Ah, but she’s no Pippa

It’s been a fairy tale year for Kate, an English commoner turned princess. Well, technically, Kate Bevan isn’t a princess, she just looks that way. Customers at the Stafford pharmacy where 22-year-old Bevan used to work would comment on her uncanny resemblance to Kate Middleton. By the time Prince William popped the question to his Kate a year ago, Bevan was in increasing demand as a professional double.

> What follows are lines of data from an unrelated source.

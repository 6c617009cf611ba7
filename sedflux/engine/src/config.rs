//! Configuration for the sediment-flux-dependent eroder.
//!
//! Every field has a default, so a partial JSON document only needs the keys it
//! changes. Parsing does not validate; [`SedDepConfig::validate`] does, and the
//! eroder calls it before any numerical work.

use serde::{Deserialize, Serialize};

use crate::cfl::CflConfig;
use crate::closure::SedFluxClosure;
use crate::error::{Result, SedFluxError};
use crate::laws::PowerLaw;
use crate::sweep::OutletPolicy;

/// Parameters of one eroder instance.
///
/// Units: lengths in meters, areas in m², time in years.
#[derive(Clone, Debug, PartialEq, Serialize, Deserialize)]
#[serde(default)]
pub struct SedDepConfig {
    /// Closure family: `None`/`constant`, `linear_decline`, `almost_parabolic`
    /// or `generalized_humped`.
    pub sed_dependency_type: String,
    /// Humped closure amplitude κ.
    pub kappa_hump: f64,
    /// Humped closure rising-limb exponent ν.
    pub nu_hump: f64,
    /// Humped closure zero-flux offset c.
    pub c_hump: f64,
    /// Humped closure decay coefficient φ.
    pub phi_hump: f64,
    /// Erosion law name.
    pub erosion_law: String,
    /// Transport law name.
    pub transport_law: String,
    /// Erodibility K_sp (m^(1−2m) yr^(−1)).
    pub k_sp: f64,
    /// Erosion area exponent.
    pub m_sp: f64,
    /// Erosion slope exponent.
    pub n_sp: f64,
    /// Transport coefficient K_t.
    pub k_t: f64,
    /// Transport area exponent.
    pub m_t: f64,
    /// Transport slope exponent.
    pub n_t: f64,
    /// Solid fraction of deposited sediment, in (0, 1].
    pub porosity: f64,
    /// Fixed-point iteration budget per node.
    pub pseudoimplicit_repeats: u32,
    /// Courant bound per substep.
    pub max_cfl: f64,
    /// Hard cap on substeps per call.
    pub max_substeps: u32,
    /// Outlet handling.
    pub outlet_policy: OutletPolicy,
}

impl Default for SedDepConfig {
    fn default() -> Self {
        Self {
            sed_dependency_type: "generalized_humped".to_string(),
            kappa_hump: 13.683,
            nu_hump: 1.13,
            c_hump: 0.00181,
            phi_hump: 4.24,
            erosion_law: PowerLaw::NAME.to_string(),
            transport_law: PowerLaw::NAME.to_string(),
            k_sp: 1.0e-6,
            m_sp: 0.5,
            n_sp: 1.0,
            k_t: 1.0e-4,
            m_t: 1.5,
            n_t: 1.0,
            porosity: 1.0,
            pseudoimplicit_repeats: 50,
            max_cfl: 0.3,
            max_substeps: 128,
            outlet_policy: OutletPolicy::GeneralRule,
        }
    }
}

impl SedDepConfig {
    /// Parse from a JSON document; missing keys keep their defaults.
    pub fn from_json_str(s: &str) -> Result<Self> {
        Ok(serde_json::from_str(s)?)
    }

    /// Serialize to pretty JSON.
    pub fn to_json_string(&self) -> Result<String> {
        Ok(serde_json::to_string_pretty(self)?)
    }

    /// Check names and ranges.
    pub fn validate(&self) -> Result<()> {
        self.closure()?;
        self.erosion()?;
        self.transport()?;
        if !(self.porosity > 0.0 && self.porosity <= 1.0) {
            return Err(SedFluxError::InvalidParameter(format!(
                "porosity must lie in (0, 1], got {}",
                self.porosity
            )));
        }
        if self.pseudoimplicit_repeats == 0 {
            return Err(SedFluxError::InvalidParameter(
                "pseudoimplicit_repeats must be at least 1".into(),
            ));
        }
        if !(self.max_cfl > 0.0 && self.max_cfl.is_finite()) {
            return Err(SedFluxError::InvalidParameter(format!(
                "max_cfl must be positive and finite, got {}",
                self.max_cfl
            )));
        }
        if self.max_substeps == 0 {
            return Err(SedFluxError::InvalidParameter("max_substeps must be at least 1".into()));
        }
        Ok(())
    }

    /// Selected closure, calibrated.
    pub fn closure(&self) -> Result<SedFluxClosure> {
        SedFluxClosure::from_name(
            &self.sed_dependency_type,
            self.kappa_hump,
            self.nu_hump,
            self.c_hump,
            self.phi_hump,
        )
    }

    /// Erosion law.
    pub fn erosion(&self) -> Result<PowerLaw> {
        PowerLaw::erosion(&self.erosion_law, self.k_sp, self.m_sp, self.n_sp)
    }

    /// Transport law.
    pub fn transport(&self) -> Result<PowerLaw> {
        PowerLaw::transport(&self.transport_law, self.k_t, self.m_t, self.n_t)
    }

    /// Substep limiter settings.
    pub fn cfl(&self) -> CflConfig {
        CflConfig { max_cfl: self.max_cfl, max_substeps: self.max_substeps }
    }
}
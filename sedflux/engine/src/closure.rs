//! Sediment-flux closure functions.
//!
//! A closure maps relative sediment flux `x = qs/qc` (≥ 0) to a dimensionless
//! multiplier on the detachment-limited erosion rate. The family is chosen once
//! (by name, at construction) and dispatched through [`SedFluxClosure`].
//!
//! Forms:
//! - constant: `f(x) = 1` (stream-power end member)
//! - linear decline: `f(x) = 1 − x`, left unclamped above 1
//! - almost parabolic: `2.6x + 0.1` for `x < 0.1`, `1 − 4(x − 0.5)²` up to 1,
//!   inputs above 1 read as 1
//! - generalized humped: `norm · κ · (x^ν + c) · exp(−φx)`, with `norm` found by
//!   grid search so the sampled peak on `[0, 1]` is exactly 1

use std::str::FromStr;

use crate::error::{Result, SedFluxError};

/// Spacing of the calibration grid on `[0, 1]` for the humped family.
pub const HUMP_GRID_STEP: f64 = 0.001;

/// Number of intervals in the calibration grid (`1 / HUMP_GRID_STEP`).
const HUMP_GRID_INTERVALS: usize = 1000;

/// Closure family names accepted by configuration.
#[derive(Clone, Copy, Debug, PartialEq, Eq, Hash)]
pub enum ClosureKind {
    /// `f = 1`.
    Constant,
    /// `f = 1 − x`.
    LinearDecline,
    /// Gasparini-style almost-parabolic hump.
    AlmostParabolic,
    /// Five-parameter skewed hump.
    GeneralizedHumped,
}

impl ClosureKind {
    /// Canonical configuration name.
    pub fn name(&self) -> &'static str {
        match self {
            ClosureKind::Constant => "None",
            ClosureKind::LinearDecline => "linear_decline",
            ClosureKind::AlmostParabolic => "almost_parabolic",
            ClosureKind::GeneralizedHumped => "generalized_humped",
        }
    }
}

impl FromStr for ClosureKind {
    type Err = SedFluxError;

    fn from_str(s: &str) -> Result<Self> {
        match s {
            "None" | "constant" => Ok(ClosureKind::Constant),
            "linear_decline" => Ok(ClosureKind::LinearDecline),
            "almost_parabolic" => Ok(ClosureKind::AlmostParabolic),
            "generalized_humped" => Ok(ClosureKind::GeneralizedHumped),
            other => Err(SedFluxError::UnknownClosure { name: other.to_string() }),
        }
    }
}

/// Shape scalars of the generalized humped closure.
///
/// `kappa`, `nu`, `c` and `phi` are the raw shape; `norm` rescales the curve so
/// its maximum sampled on `[0, 1]` at [`HUMP_GRID_STEP`] equals 1.
#[derive(Clone, Copy, Debug, PartialEq)]
pub struct HumpShape {
    /// Amplitude κ.
    pub kappa: f64,
    /// Rising-limb exponent ν.
    pub nu: f64,
    /// Offset c, sets the value at zero flux.
    pub c: f64,
    /// Decay coefficient φ; larger values pull the peak toward zero.
    pub phi: f64,
    /// Normalization constant.
    pub norm: f64,
}

impl HumpShape {
    /// Default amplitude.
    pub const DEFAULT_KAPPA: f64 = 13.683;
    /// Default rising-limb exponent.
    pub const DEFAULT_NU: f64 = 1.13;
    /// Default zero-flux offset.
    pub const DEFAULT_C: f64 = 0.00181;
    /// Default decay coefficient.
    pub const DEFAULT_PHI: f64 = 4.24;

    /// Build a shape from fully specified scalars, `norm` included.
    pub fn with_norm(kappa: f64, nu: f64, c: f64, phi: f64, norm: f64) -> Self {
        Self { kappa, nu, c, phi, norm }
    }

    /// Calibrate `norm` for raw shape scalars by sampling `[0, 1]`.
    pub fn calibrate(kappa: f64, nu: f64, c: f64, phi: f64) -> Result<Self> {
        if !(kappa > 0.0 && nu > 0.0 && phi > 0.0) || !(c >= 0.0) {
            return Err(SedFluxError::InvalidParameter(format!(
                "humped closure needs kappa, nu, phi > 0 and c >= 0 \
                 (got kappa={kappa}, nu={nu}, c={c}, phi={phi})"
            )));
        }
        let raw = Self { kappa, nu, c, phi, norm: 1.0 };
        let (at, peak) = raw.grid_peak();
        if !(peak.is_finite() && peak > 0.0) {
            return Err(SedFluxError::InvalidParameter(format!(
                "humped closure has no positive peak on [0, 1] (max = {peak})"
            )));
        }
        // Still rising at x = 1: the true peak lies beyond the grid and would exceed 1.
        if at > 1.0 - 0.5 * HUMP_GRID_STEP {
            return Err(SedFluxError::InvalidParameter(format!(
                "humped closure peaks beyond x = 1 (nu={nu}, phi={phi}); raise phi"
            )));
        }
        Ok(Self { norm: 1.0 / peak, ..raw })
    }

    /// Evaluate the curve at `x` (negative inputs read as 0).
    pub fn value(&self, x: f64) -> f64 {
        let x = x.max(0.0);
        self.norm * self.kappa * (x.powf(self.nu) + self.c) * (-self.phi * x).exp()
    }

    /// Location and value of the largest sample on the calibration grid.
    ///
    /// Ties keep the first (lowest) location.
    pub fn grid_peak(&self) -> (f64, f64) {
        let mut at = 0.0;
        let mut best = f64::NEG_INFINITY;
        for i in 0..=HUMP_GRID_INTERVALS {
            let x = i as f64 * HUMP_GRID_STEP;
            let v = self.value(x);
            if v > best {
                best = v;
                at = x;
            }
        }
        (at, best)
    }
}

impl Default for HumpShape {
    fn default() -> Self {
        // Calibrating the defaults cannot fail; fall back to the published norm regardless.
        Self::calibrate(Self::DEFAULT_KAPPA, Self::DEFAULT_NU, Self::DEFAULT_C, Self::DEFAULT_PHI)
            .unwrap_or(Self {
                kappa: Self::DEFAULT_KAPPA,
                nu: Self::DEFAULT_NU,
                c: Self::DEFAULT_C,
                phi: Self::DEFAULT_PHI,
                norm: 1.000_027_804_137_3,
            })
    }
}

/// A selected closure, ready to evaluate.
#[derive(Clone, Copy, Debug, PartialEq)]
pub enum SedFluxClosure {
    /// Erosion unaffected by sediment load.
    Constant,
    /// Erosion declines linearly to zero at saturation.
    LinearDecline,
    /// Tools-and-cover hump with a 0.1 floor at zero flux.
    AlmostParabolic,
    /// Calibrated five-parameter hump.
    GeneralizedHumped(HumpShape),
}

impl SedFluxClosure {
    /// Build the closure for `kind`; `hump` is only consulted for the humped family.
    pub fn new(kind: ClosureKind, hump: HumpShape) -> Self {
        match kind {
            ClosureKind::Constant => SedFluxClosure::Constant,
            ClosureKind::LinearDecline => SedFluxClosure::LinearDecline,
            ClosureKind::AlmostParabolic => SedFluxClosure::AlmostParabolic,
            ClosureKind::GeneralizedHumped => SedFluxClosure::GeneralizedHumped(hump),
        }
    }

    /// Parse a configuration name and calibrate humped shape scalars if needed.
    pub fn from_name(name: &str, kappa: f64, nu: f64, c: f64, phi: f64) -> Result<Self> {
        let kind: ClosureKind = name.parse()?;
        match kind {
            ClosureKind::GeneralizedHumped => {
                Ok(SedFluxClosure::GeneralizedHumped(HumpShape::calibrate(kappa, nu, c, phi)?))
            }
            _ => Ok(Self::new(kind, HumpShape::default())),
        }
    }

    /// Which family this is.
    pub fn kind(&self) -> ClosureKind {
        match self {
            SedFluxClosure::Constant => ClosureKind::Constant,
            SedFluxClosure::LinearDecline => ClosureKind::LinearDecline,
            SedFluxClosure::AlmostParabolic => ClosureKind::AlmostParabolic,
            SedFluxClosure::GeneralizedHumped(_) => ClosureKind::GeneralizedHumped,
        }
    }

    /// Humped shape scalars, if this is the humped family.
    pub fn hump(&self) -> Option<&HumpShape> {
        match self {
            SedFluxClosure::GeneralizedHumped(shape) => Some(shape),
            _ => None,
        }
    }

    /// Erosion multiplier at relative sediment flux `x`.
    #[inline]
    pub fn eval(&self, x: f64) -> f64 {
        match self {
            SedFluxClosure::Constant => 1.0,
            SedFluxClosure::LinearDecline => 1.0 - x,
            SedFluxClosure::AlmostParabolic => almost_parabolic(x),
            SedFluxClosure::GeneralizedHumped(shape) => shape.value(x),
        }
    }

    /// `points` evenly spaced `(x, f(x))` samples on `[0, 1]`.
    pub fn sample_curve(&self, points: usize) -> Vec<(f64, f64)> {
        match points {
            0 => Vec::new(),
            1 => vec![(0.0, self.eval(0.0))],
            _ => {
                let last = (points - 1) as f64;
                (0..points)
                    .map(|i| {
                        let x = i as f64 / last;
                        (x, self.eval(x))
                    })
                    .collect()
            }
        }
    }
}

fn almost_parabolic(x: f64) -> f64 {
    let x = x.clamp(0.0, 1.0);
    if x < 0.1 {
        2.6 * x + 0.1
    } else {
        1.0 - 4.0 * (x - 0.5) * (x - 0.5)
    }
}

She’s had TV and modelling appearances around the globe. “The reaction in Hong Kong is incredible,” she told London’s Sun. “By the third day I have to have bodyguards and one woman shakes and cries when she stands next to me.” Bevan and her husband, Nathan, a food store manager, are expecting their first child early in 2012. She admits she’ll enjoy time out of the limelight, something the other Kate can’t escape. “There’s so much pressure on her,” said Bevan, “I’m glad I only step into her life sometimes.”

Brothers in arms, finally

Indian investors are putting much stock—literally—in a rapprochement between feuding billionaire brothers Mukesh and Anil Ambani. The two brothers, worth a combined US$28.5 billion, danced and prayed together in their ancestral village of Chorwad as the clan inaugurated a memorial to their late father, Dhirajlat, founder of Reliant Industries. The brothers had divided the spoils in an uneasy relationship, with Mukesh operating India’s biggest natural gas field, while Anil operated its second-largest phone company. Shares in Anil’s Reliance Communications jumped after their mother, Kokilaben Ambani, announced, “We are all united,” India’s Economic Times reported.

Hold the anchovies

A Louisiana research team may have cracked the mystery behind a 1961 avian attack on homes in Monterey, Calif., that inspired Alfred Hitchcock’s creepy film classic, The Birds. Sibel Bargu of Louisiana State University recalls being terrified by Hitchcock’s 1963 fictionalized thriller. Now, she and a research team have found that poisoned plankton may have caused disoriented seabirds to crash out of the sky into homes around Monterey Bay. “When I started work on harmful algae blooms and their toxins, and then learned of this super-exciting connection, I felt I had to work on this,” she said. The team found samples of toxic algae in the stomach contents of sea life gathered in 1961, she told USA Today. Most likely the birds ate anchovies and squid loaded with the toxin. The same poison contaminated mussels in Prince Edward Island in 1987, killing four people.

We’ll make beautiful music together

He’s been called Africa’s most famous living singer, but Senegalese star Youssou N’Dour would prefer to be called president. He’ll challenge 85-year-old incumbent Abdoulaye Wade in next month’s election. The 52-year-old has yet to release his policies. As for his review of Wade: he hears “only in mono.”